The book I bought on dog training doesn’t seem to be working. I don’t think she’s even reading it.
PETER PIPER: honey i picked another peck of pickled peppers
WIFE: [motioning to pantry already full of peppers] peter literally what the fu
super glad this box of pasta says “store in a cool dry place” because i usually keep all of my groceries in a bog
Me: [raises hand to hail cab]
*Catches random touchdown pass
Eleanor Rigby: Yep so I’m a church janitor
The Beatles: So you must be lonely as shit. Like that’s so sad. Man that sucks so much, for you.
Eleanor Rigby: No actually, idk where you-
The Beatles: I’m going to write a song about this
My friend sneezed and I didn’t say “God bless you” and I had to watch helplessly as demons appeared and dragged him to hell.
Greatest Fears:
-Sharks
-Ebola
-Bears
-Bear Sharks
-Bear Sharks with Ebola
-Sharks with Lazers
-Man carrying a clipboard on the sidewalks
I don’t always leave the house, but when I do I shouldn’t.
I miss being the age where the most devastating thing in the world was when my sandwiches got cut into squares instead of triangles.
“Open Mike Night” sounded like a lot of fun until I realised I’d been invited to an autopsy.
I just got really sad thinking about Voldemort trying to enjoy a nice day at the beach but his sunglasses won’t stay on his face
I’ve been banned from the starwars subreddit for repeatedly referring to C3PO as “the aluminum foil”
*wakes up to wife and son screaming*
me: What are you guys yelling about?
them: YOU’RE DRIVING
My brain considers names irrelevant information.
Every time I meet someone new and they introduce themselves, my brain just goes “nope, that name goes in the bin”
Her: I’m not going to keep pausing the movie to explain it to you
Me: I just have a hard time understanding
Her: they’re in that position bc he delivered the pizza but she doesn’t have any money
[on 1st date]
Him: So why is someone as pretty as you single?
Me: Single?
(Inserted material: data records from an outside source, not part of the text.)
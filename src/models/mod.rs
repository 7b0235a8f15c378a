mod entry;
mod goal;
mod rating;
mod transaction;

pub(crate) use entry::{
    parse_amount, parse_goal_amount, parse_occurred_at, validate_amount, EntryEdit, NewEntry,
    MAX_AMOUNT,
};
pub(crate) use goal::{NewGoal, SavingsGoal};
pub(crate) use rating::{RatedTransaction, SatisfactionLevel, SatisfactionRating, MAX_LEVEL, MIN_LEVEL};
pub(crate) use transaction::{Direction, Transaction};

#[cfg(test)]
mod tests;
Who’s single? [gets right up in his face] We marry at dawn.
I just did my own taxes for the first time and I’m glad I did because I’m getting 8 million dollars back this year!
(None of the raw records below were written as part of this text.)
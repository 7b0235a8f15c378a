use ratatui::{
    layout::{Constraint, Layout, Rect},
    style::{Color, Modifier, Style},
    text::{Line, Span},
    widgets::{Block, Borders, Clear, Paragraph, Tabs},
    Frame,
};

use super::app::{App, InputMode, Screen};
use super::commands;
use super::theme;

const GLOBAL_KEYS: &[(&str, &str)] = &[
    ("1-5 / Tab", "switch screen"),
    ("j/k g/G", "move, top, bottom"),
    ("Ctrl-d/u", "half page"),
    (":", "command"),
    ("Esc", "clear status"),
    ("Ctrl-q", "quit"),
];

pub(crate) fn render(f: &mut Frame, app: &App) {
    let [tabs, content, status, command] = Layout::vertical([
        Constraint::Length(1),
        Constraint::Min(5),
        Constraint::Length(1),
        Constraint::Length(1),
    ])
    .areas(f.area());

    render_tab_bar(f, tabs, app);
    match app.screen {
        Screen::Dashboard => super::screens::dashboard::render(f, content, app),
        Screen::History => super::screens::history::render(f, content, app),
        Screen::Insights => super::screens::insights::render(f, content, app),
        Screen::ValueMap => super::screens::value_map::render(f, content, app),
        Screen::Goals => super::screens::goals::render(f, content, app),
    }
    render_status_bar(f, status, app);
    render_command_bar(f, command, app);

    if app.show_help {
        render_help_overlay(f, app);
    }
}

/// Insights carries a badge with the flagged count so regret is visible from
/// any screen.
fn render_tab_bar(f: &mut Frame, area: Rect, app: &App) {
    let flagged = app.report.low_satisfaction.count;
    let titles: Vec<Line> = Screen::all()
        .iter()
        .enumerate()
        .map(|(i, &screen)| {
            let name_style = if screen == app.screen {
                Style::default()
                    .fg(theme::ACCENT)
                    .add_modifier(Modifier::BOLD)
            } else {
                theme::dim_style()
            };
            let mut spans = vec![
                Span::styled(format!("{}:", i + 1), theme::dim_style()),
                Span::styled(screen.to_string(), name_style),
            ];
            if screen == Screen::Insights && flagged > 0 {
                spans.push(Span::styled(format!(" ({flagged})"), theme::expense_style()));
            }
            Line::from(spans)
        })
        .collect();

    let tabs = Tabs::new(titles)
        .divider(Span::styled(" | ", Style::default().fg(theme::OVERLAY)))
        .style(Style::default().bg(theme::HEADER_BG));
    f.render_widget(tabs, area);
}

fn mode_color(mode: InputMode) -> Color {
    match mode {
        InputMode::Normal => theme::ACCENT,
        InputMode::Command | InputMode::Editing => theme::GREEN,
        InputMode::Confirm => theme::RED,
    }
}

fn render_status_bar(f: &mut Frame, area: Rect, app: &App) {
    let mode = format!(" {} ", app.input_mode);
    let summary = format!(" {} | {} ", app.screen, app.status_summary());
    let summary_style = match app.screen {
        Screen::Insights | Screen::ValueMap if app.report.low_satisfaction.count > 0 => {
            theme::status_bar_style().fg(theme::PEACH)
        }
        _ => theme::status_bar_style(),
    };
    let hints: String = app
        .screen
        .hints()
        .iter()
        .chain(&[("?", "help")])
        .map(|(key, what)| format!(" {key} {what} "))
        .collect::<Vec<_>>()
        .join("|");

    let used = mode.chars().count() + summary.chars().count() + hints.chars().count();
    let pad = (area.width as usize).saturating_sub(used);

    let bar = Paragraph::new(Line::from(vec![
        Span::styled(
            mode,
            Style::default()
                .fg(theme::HEADER_BG)
                .bg(mode_color(app.input_mode))
                .add_modifier(Modifier::BOLD),
        ),
        Span::styled(summary, summary_style),
        Span::styled(" ".repeat(pad), theme::status_bar_style()),
        Span::styled(hints, theme::status_bar_style()),
    ]));
    f.render_widget(bar, area);
}

/// A typed-input line and the cursor column just past the input.
fn prompt<'a>(label: &'static str, color: Color, input: &'a str) -> (Line<'a>, Option<u16>) {
    let cursor = (label.chars().count() + input.chars().count()) as u16;
    (
        Line::from(vec![
            Span::styled(label, Style::default().fg(color)),
            Span::styled(input, theme::command_bar_style()),
        ]),
        Some(cursor),
    )
}

fn render_command_bar(f: &mut Frame, area: Rect, app: &App) {
    let (content, cursor) = match app.input_mode {
        InputMode::Command => prompt(":", theme::ACCENT, &app.command_input),
        InputMode::Editing => prompt("rename> ", theme::GREEN, &app.command_input),
        InputMode::Confirm => (
            Line::from(vec![
                Span::styled(app.confirm_message.as_str(), Style::default().fg(theme::YELLOW)),
                Span::styled(" [y/N] ", Style::default().fg(theme::RED)),
            ]),
            None,
        ),
        InputMode::Normal if app.status_message.is_empty() => (
            Line::from(Span::styled(
                " Press : for commands, ? for help",
                theme::dim_style(),
            )),
            None,
        ),
        InputMode::Normal => (
            Line::from(Span::styled(
                app.status_message.as_str(),
                theme::command_bar_style(),
            )),
            None,
        ),
    };

    f.render_widget(
        Paragraph::new(content).style(Style::default().bg(theme::COMMAND_BG)),
        area,
    );
    if let Some(offset) = cursor {
        f.set_cursor_position((area.x + offset, area.y));
    }
}

fn section_title(title: String) -> Line<'static> {
    Line::from(Span::styled(
        format!(" {title}"),
        Style::default()
            .fg(theme::YELLOW)
            .add_modifier(Modifier::BOLD),
    ))
}

fn help_row(key: &str, what: &str, key_width: usize) -> Line<'static> {
    Line::from(vec![
        Span::styled(format!("  {key:<key_width$} "), Style::default().fg(theme::ACCENT)),
        Span::styled(what.to_string(), theme::normal_style()),
    ])
}

/// Screen keys first, then every `:` command by group, then global keys.
fn render_help_overlay(f: &mut Frame, app: &App) {
    let sections = commands::help_sections();
    let key_width = sections
        .iter()
        .flat_map(|(_, rows)| rows.iter().map(|(label, _)| label.chars().count()))
        .chain(GLOBAL_KEYS.iter().map(|(key, _)| key.chars().count()))
        .max()
        .unwrap_or(0);

    let mut lines = vec![
        Line::from(Span::styled(
            " WorthIt Help ",
            Style::default()
                .fg(theme::ACCENT)
                .add_modifier(Modifier::BOLD),
        )),
        Line::from(""),
        section_title(format!("On {}", app.screen)),
    ];
    lines.extend(
        app.screen
            .hints()
            .iter()
            .map(|(key, what)| help_row(key, what, key_width)),
    );

    for (group, rows) in &sections {
        lines.push(Line::from(""));
        lines.push(section_title(group.to_string()));
        lines.extend(rows.iter().map(|(label, desc)| help_row(label, desc, key_width)));
    }

    lines.push(Line::from(""));
    lines.push(section_title("Keys".to_string()));
    lines.extend(
        GLOBAL_KEYS
            .iter()
            .map(|(key, what)| help_row(key, what, key_width)),
    );
    lines.push(Line::from(""));
    lines.push(Line::from(Span::styled(
        " Press any key to close ",
        theme::dim_style(),
    )));

    let area = f.area();
    let text_width = lines.iter().map(Line::width).max().unwrap_or(0) as u16;
    let width = (text_width + 4).min(area.width.saturating_sub(4));
    let height = (lines.len() as u16 + 2).min(area.height.saturating_sub(2));
    let popup = Rect::new(
        area.x + area.width.saturating_sub(width) / 2,
        area.y + area.height.saturating_sub(height) / 2,
        width,
        height,
    );

    f.render_widget(Clear, popup);
    f.render_widget(
        Paragraph::new(lines).block(
            Block::default()
                .borders(Borders::ALL)
                .border_style(Style::default().fg(theme::ACCENT))
                .style(Style::default().bg(theme::HEADER_BG)),
        ),
        popup,
    );
}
I’m a 4 in America, but in Germany I’m a solid nein.
Revenge is a dish best served cold. Unless revenge is a meatloaf. That you should heat in the oven for forty-five minutes at 350 degrees.
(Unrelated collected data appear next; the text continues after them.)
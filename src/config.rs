use anyhow::{Context, Result};
use rust_decimal::Decimal;
use std::path::PathBuf;

use crate::insights::DEFAULT_LOW_SATISFACTION_THRESHOLD;
use crate::models::{parse_amount, parse_goal_amount, MAX_LEVEL, MIN_LEVEL};

pub(crate) const ENV_DB: &str = "WORTHIT_DB";
pub(crate) const ENV_THRESHOLD: &str = "WORTHIT_THRESHOLD";
pub(crate) const ENV_GOAL: &str = "WORTHIT_GOAL";
pub(crate) const ENV_SAVING: &str = "WORTHIT_SAVING";
pub(crate) const ENV_LOG: &str = "WORTHIT_LOG";

const DEFAULT_GOAL_AMOUNT: Decimal = Decimal::ONE_THOUSAND;
const DEFAULT_MONTHLY_SAVING: Decimal = Decimal::ONE_HUNDRED;

/// Runtime settings, read once at startup.
#[derive(Debug, Clone)]
pub(crate) struct Config {
    pub(crate) data_dir: PathBuf,
    pub(crate) db_path: PathBuf,
    /// Expenses rated below this are flagged.
    pub(crate) threshold: u8,
    /// Defaults for the goal simulation shown on the insights screen.
    pub(crate) goal_amount: Decimal,
    pub(crate) monthly_saving: Decimal,
    pub(crate) log_filter: Option<String>,
}

impl Config {
    pub(crate) fn from_env() -> Result<Self> {
        let proj_dirs = directories::ProjectDirs::from("com", "worthit", "WorthIt")
            .ok_or_else(|| anyhow::anyhow!("Could not determine data directory"))?;
        let data_dir = proj_dirs.data_dir().to_path_buf();
        std::fs::create_dir_all(&data_dir)
            .with_context(|| format!("Failed to create data directory: {}", data_dir.display()))?;
        Self::from_lookup(data_dir, |key| std::env::var(key).ok())
    }

    pub(crate) fn from_lookup(
        data_dir: PathBuf,
        lookup: impl Fn(&str) -> Option<String>,
    ) -> Result<Self> {
        let get = |key: &str| lookup(key).filter(|v| !v.trim().is_empty());

        let db_path = get(ENV_DB)
            .map(|p| PathBuf::from(crate::run::shellexpand(p.trim())))
            .unwrap_or_else(|| data_dir.join("worthit.db"));

        let threshold = match get(ENV_THRESHOLD) {
            Some(raw) => parse_threshold(&raw).with_context(|| format!("Invalid {ENV_THRESHOLD}"))?,
            None => DEFAULT_LOW_SATISFACTION_THRESHOLD,
        };

        let goal_amount = match get(ENV_GOAL) {
            Some(raw) => parse_goal_amount(&raw).with_context(|| format!("Invalid {ENV_GOAL}"))?,
            None => DEFAULT_GOAL_AMOUNT,
        };

        let monthly_saving = match get(ENV_SAVING) {
            Some(raw) => parse_amount(&raw).with_context(|| format!("Invalid {ENV_SAVING}"))?,
            None => DEFAULT_MONTHLY_SAVING,
        };

        Ok(Self {
            data_dir,
            db_path,
            threshold,
            goal_amount,
            monthly_saving,
            log_filter: get(ENV_LOG),
        })
    }

    pub(crate) fn log_path(&self) -> PathBuf {
        self.data_dir.join("worthit.log")
    }
}

/// A threshold of `MAX_LEVEL + 1` flags every rated expense; anything above
/// that is meaningless.
pub(crate) fn parse_threshold(raw: &str) -> Result<u8> {
    let value: u8 = raw
        .trim()
        .parse()
        .with_context(|| format!("'{}' is not a whole number", raw.trim()))?;
    if !(MIN_LEVEL..=MAX_LEVEL + 1).contains(&value) {
        anyhow::bail!(
            "threshold must be between {MIN_LEVEL} and {}, got {value}",
            MAX_LEVEL + 1
        );
    }
    Ok(value)
}

#[cfg(test)]
mod tests {
    #![allow(clippy::unwrap_used)]

    use super::*;
    use rust_decimal_macros::dec;
    use std::collections::HashMap;

    fn config_with(vars: &[(&str, &str)]) -> Result<Config> {
        let map: HashMap<String, String> = vars
            .iter()
            .map(|(k, v)| (k.to_string(), v.to_string()))
            .collect();
        Config::from_lookup(PathBuf::from("/tmp/worthit"), |k| map.get(k).cloned())
    }

    #[test]
    fn test_defaults() {
        let config = config_with(&[]).unwrap();
        assert_eq!(config.db_path, PathBuf::from("/tmp/worthit/worthit.db"));
        assert_eq!(config.threshold, 5);
        assert_eq!(config.goal_amount, dec!(1000));
        assert_eq!(config.monthly_saving, dec!(100));
        assert!(config.log_filter.is_none());
        assert_eq!(config.log_path(), PathBuf::from("/tmp/worthit/worthit.log"));
    }

    #[test]
    fn test_overrides() {
        let config = config_with(&[
            (ENV_DB, "/data/money.db"),
            (ENV_THRESHOLD, "7"),
            (ENV_GOAL, "1200"),
            (ENV_SAVING, "150.50"),
            (ENV_LOG, "debug"),
        ])
        .unwrap();
        assert_eq!(config.db_path, PathBuf::from("/data/money.db"));
        assert_eq!(config.threshold, 7);
        assert_eq!(config.goal_amount, dec!(1200));
        assert_eq!(config.monthly_saving, dec!(150.50));
        assert_eq!(config.log_filter.as_deref(), Some("debug"));
    }

    #[test]
    fn test_blank_values_fall_back_to_defaults() {
        let config = config_with(&[(ENV_THRESHOLD, "  "), (ENV_LOG, "")]).unwrap();
        assert_eq!(config.threshold, 5);
        assert!(config.log_filter.is_none());
    }

    #[test]
    fn test_invalid_values_rejected() {
        assert!(config_with(&[(ENV_THRESHOLD, "0")]).is_err());
        assert!(config_with(&[(ENV_THRESHOLD, "12")]).is_err());
        assert!(config_with(&[(ENV_THRESHOLD, "five")]).is_err());
        assert!(config_with(&[(ENV_GOAL, "-10")]).is_err());
        assert!(config_with(&[(ENV_SAVING, "lots")]).is_err());
    }

    #[test]
    fn test_parse_threshold_bounds() {
        assert_eq!(parse_threshold("1").unwrap(), 1);
        assert_eq!(parse_threshold(" 11 ").unwrap(), 11);
        assert!(parse_threshold("-1").is_err());
    }
}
I broke a lightbulb, smashed artwork, splattered milk from cereal bowls across kitchen walls and knocked over candles.
Fly is dead.
Note to self: just because my phone has a camera, that does not make me a photographer or a porn star.
I was going to fake my own death but I didn’t want to have to start a new Twitter account from scratch.
I’m tired of 19 year olds thinking they’re special for being hot. You’re 19 You’re supposed to be hot. Call me when you’re 45 and hot.
Drinking alcohol can lead to many things, like uneating your food.
My bra randomly unhooked itself. Even it’s done with all this.